Each line of the material, from the first through the one containing "and row data", is to be written out exactly.

»»

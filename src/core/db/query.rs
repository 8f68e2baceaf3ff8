/// Query Execution Module
///
/// Runs rendered SQL text against a connection and collects the column
/// names and rows of the result. Statements without a result set report
/// the number of affected rows instead.

use crate::core::{Result, TabqlError};
use rusqlite::{types::Value, Connection};

/// Represents the result of a SQL query execution
#[derive(Debug, Clone, PartialEq)]
pub struct QueryResult {
    /// Column names from the query result
    pub columns: Vec<String>,
    /// Rows of data as SQLite values
    pub rows: Vec<Vec<Value>>,
    /// Number of rows returned
    pub row_count: usize,
}

impl QueryResult {
    /// Creates a new QueryResult from column names and row data
    pub fn new(columns: Vec<String>, rows: Vec<Vec<Value>>) -> Self {
        let row_count = rows.len();
        QueryResult {
            columns,
            rows,
            row_count,
        }
    }

    /// Rows formatted for terminal display (`NULL` spelled out).
    pub fn display_rows(&self) -> Vec<Vec<String>> {
        self.rows
            .iter()
            .map(|row| row.iter().map(format_value).collect())
            .collect()
    }
}

/// What executing a statement produced.
#[derive(Debug, Clone, PartialEq)]
pub enum ExecutionOutcome {
    /// The statement produced a result set
    Rows(QueryResult),
    /// The statement produced no result set; carries the affected row count
    Affected(usize),
}

/// Query execution service that operates on a database connection
pub struct QueryExecutor<'a> {
    connection: &'a Connection,
}

impl<'a> QueryExecutor<'a> {
    /// Creates a new QueryExecutor for the given connection
    pub fn new(connection: &'a Connection) -> Self {
        QueryExecutor { connection }
    }

    /// Executes a SQL statement
    ///
    /// # Arguments
    ///
    /// * `sql` - The SQL statement to execute
    ///
    /// # Returns
    ///
    /// `ExecutionOutcome::Rows` when the statement has result columns,
    /// `ExecutionOutcome::Affected` otherwise.
    ///
    /// # Errors
    ///
    /// Returns `TabqlError::Query` if the SQL cannot be prepared or the
    /// database operation fails.
    pub fn execute(&self, sql: &str) -> Result<ExecutionOutcome> {
        let mut stmt = self
            .connection
            .prepare(sql)
            .map_err(|e| TabqlError::Query(format!("Failed to prepare statement: {}", e)))?;

        let column_count = stmt.column_count();
        if column_count == 0 {
            let affected = stmt
                .execute([])
                .map_err(|e| TabqlError::Query(format!("Statement execution failed: {}", e)))?;
            return Ok(ExecutionOutcome::Affected(affected));
        }

        let columns: Vec<String> = stmt.column_names().into_iter().map(String::from).collect();

        let rows = stmt
            .query_map([], |row| {
                let mut values = Vec::with_capacity(column_count);
                for i in 0..column_count {
                    values.push(row.get::<_, Value>(i)?);
                }
                Ok(values)
            })
            .map_err(|e| TabqlError::Query(format!("Query execution failed: {}", e)))?
            .collect::<std::result::Result<Vec<_>, _>>()
            .map_err(|e| TabqlError::Query(format!("Result processing failed: {}", e)))?;

        Ok(ExecutionOutcome::Rows(QueryResult::new(columns, rows)))
    }

    /// Executes a statement that must produce a result set.
    pub fn query(&self, sql: &str) -> Result<QueryResult> {
        match self.execute(sql)? {
            ExecutionOutcome::Rows(result) => Ok(result),
            ExecutionOutcome::Affected(_) => Err(TabqlError::Query(format!(
                "Statement returned no result set: {}",
                sql
            ))),
        }
    }
}

/// Formats a SQLite value for display
pub fn format_value(value: &Value) -> String {
    match value {
        Value::Null => "NULL".to_string(),
        Value::Integer(i) => i.to_string(),
        Value::Real(f) => f.to_string(),
        Value::Text(t) => t.clone(),
        Value::Blob(b) => format!("<BLOB: {} bytes>", b.len()),
    }
}

/// Formats a SQLite value as a CSV field; NULL becomes an empty field.
///
/// Reals keep their decimal point so a re-import infers REAL again.
pub fn format_csv_field(value: &Value) -> String {
    match value {
        Value::Null => String::new(),
        Value::Real(f) => format_real(*f),
        other => format_value(other),
    }
}

/// Reals always carry a decimal point, so `7.0` stays `7.0`.
pub fn format_real(r: f64) -> String {
    if r.is_finite() && r.fract() == 0.0 && r.abs() < 1e16 {
        format!("{:.1}", r)
    } else {
        r.to_string()
    }
}

/// Represents the SQL statement types the builder produces
#[derive(Debug, Clone, Copy, PartialEq)]
pub enum StatementType {
    /// SELECT statement
    Select,
    /// INSERT statement
    Insert,
    /// UPDATE statement
    Update,
    /// DELETE statement
    Delete,
    /// Other statement types
    Other,
}

impl StatementType {
    /// Determines the statement type from a SQL string
    pub fn from_sql(sql: &str) -> Self {
        let sql_upper = sql.trim().to_uppercase();

        if sql_upper.starts_with("SELECT") {
            StatementType::Select
        } else if sql_upper.starts_with("INSERT") {
            StatementType::Insert
        } else if sql_upper.starts_with("UPDATE") {
            StatementType::Update
        } else if sql_upper.starts_with("DELETE") {
            StatementType::Delete
        } else {
            StatementType::Other
        }
    }
}

#[cfg(test)]
mod tests {
    use super::*;
    use rusqlite::Connection;

    fn setup_test_table(conn: &Connection) {
        conn.execute_batch(
            "
            CREATE TABLE shows (
                id INTEGER PRIMARY KEY,
                title TEXT,
                imdb_score REAL
            );
            INSERT INTO shows (title, imdb_score) VALUES ('Dark', 8.7);
            INSERT INTO shows (title, imdb_score) VALUES ('Ozark', 8.4);
            INSERT INTO shows (title, imdb_score) VALUES (NULL, NULL);
        ",
        )
        .unwrap();
    }

    #[test]
    fn test_query_execution() {
        let conn = Connection::open_in_memory().unwrap();
        setup_test_table(&conn);

        let executor = QueryExecutor::new(&conn);
        let result = executor.query("SELECT * FROM shows ORDER BY id").unwrap();

        assert_eq!(result.columns, vec!["id", "title", "imdb_score"]);
        assert_eq!(result.row_count, 3);
        assert_eq!(
            result.rows[0],
            vec![Value::Integer(1), Value::Text("Dark".into()), Value::Real(8.7)]
        );
        assert_eq!(result.display_rows()[2], vec!["3", "NULL", "NULL"]);
    }

    #[test]
    fn test_update_reports_affected_rows() {
        let conn = Connection::open_in_memory().unwrap();
        setup_test_table(&conn);

        let executor = QueryExecutor::new(&conn);
        let outcome = executor
            .execute("UPDATE shows SET imdb_score = 9.0 WHERE title IS NOT NULL")
            .unwrap();
        assert_eq!(outcome, ExecutionOutcome::Affected(2));
        assert!(executor.query("DELETE FROM shows").is_err());
    }

    #[test]
    fn test_query_error_handling() {
        let conn = Connection::open_in_memory().unwrap();

        let executor = QueryExecutor::new(&conn);
        match executor.execute("SELECT * FROM nonexistent_table") {
            Err(TabqlError::Query(msg)) => assert!(msg.contains("no such table")),
            _ => panic!("Expected Query error"),
        }
    }

    #[test]
    fn test_csv_field_formatting() {
        assert_eq!(format_csv_field(&Value::Null), "");
        assert_eq!(format_csv_field(&Value::Integer(2026)), "2026");
        assert_eq!(format_csv_field(&Value::Real(8.5)), "8.5");
        assert_eq!(format_csv_field(&Value::Real(7.0)), "7.0");
        assert_eq!(format_value(&Value::Real(7.0)), "7");
        assert_eq!(format_value(&Value::Blob(vec![1, 2, 3])), "<BLOB: 3 bytes>");
    }

    #[test]
    fn test_statement_type_classification() {
        assert_eq!(StatementType::from_sql("SELECT * FROM users"), StatementType::Select);
        assert_eq!(StatementType::from_sql("INSERT INTO users VALUES (1)"), StatementType::Insert);
        assert_eq!(StatementType::from_sql("UPDATE users SET name = 'new'"), StatementType::Update);
        assert_eq!(StatementType::from_sql("  delete FROM users"), StatementType::Delete);
        assert_eq!(StatementType::from_sql("PRAGMA foreign_keys = ON"), StatementType::Other);
    }
}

««

**OUTPUT FOR THIS EXERCISE**
filename src/core/db/query.rs
repository 8f68e2baceaf3ff8
/// Query Execution Module
///
/// Runs rendered SQL text against a connection and collects the column
/// names and rows of the result. Statements without a result set report
/// the number of affected rows instead.

use crate::core::{Result, TabqlError};
use rusqlite::{types::Value, Connection};

/// Represents the result of a SQL query execution
#[derive(Debug, Clone, PartialEq)]
pub struct QueryResult {
    /// Column names from the query result
    pub columns: Vec<String>,
    /// Rows of data as SQLite values
    pub rows: Vec<Vec<Value>>,
    /// Number of rows returned
    pub row_count: usize,
}

impl QueryResult {
    /// Creates a new QueryResult from column names and row data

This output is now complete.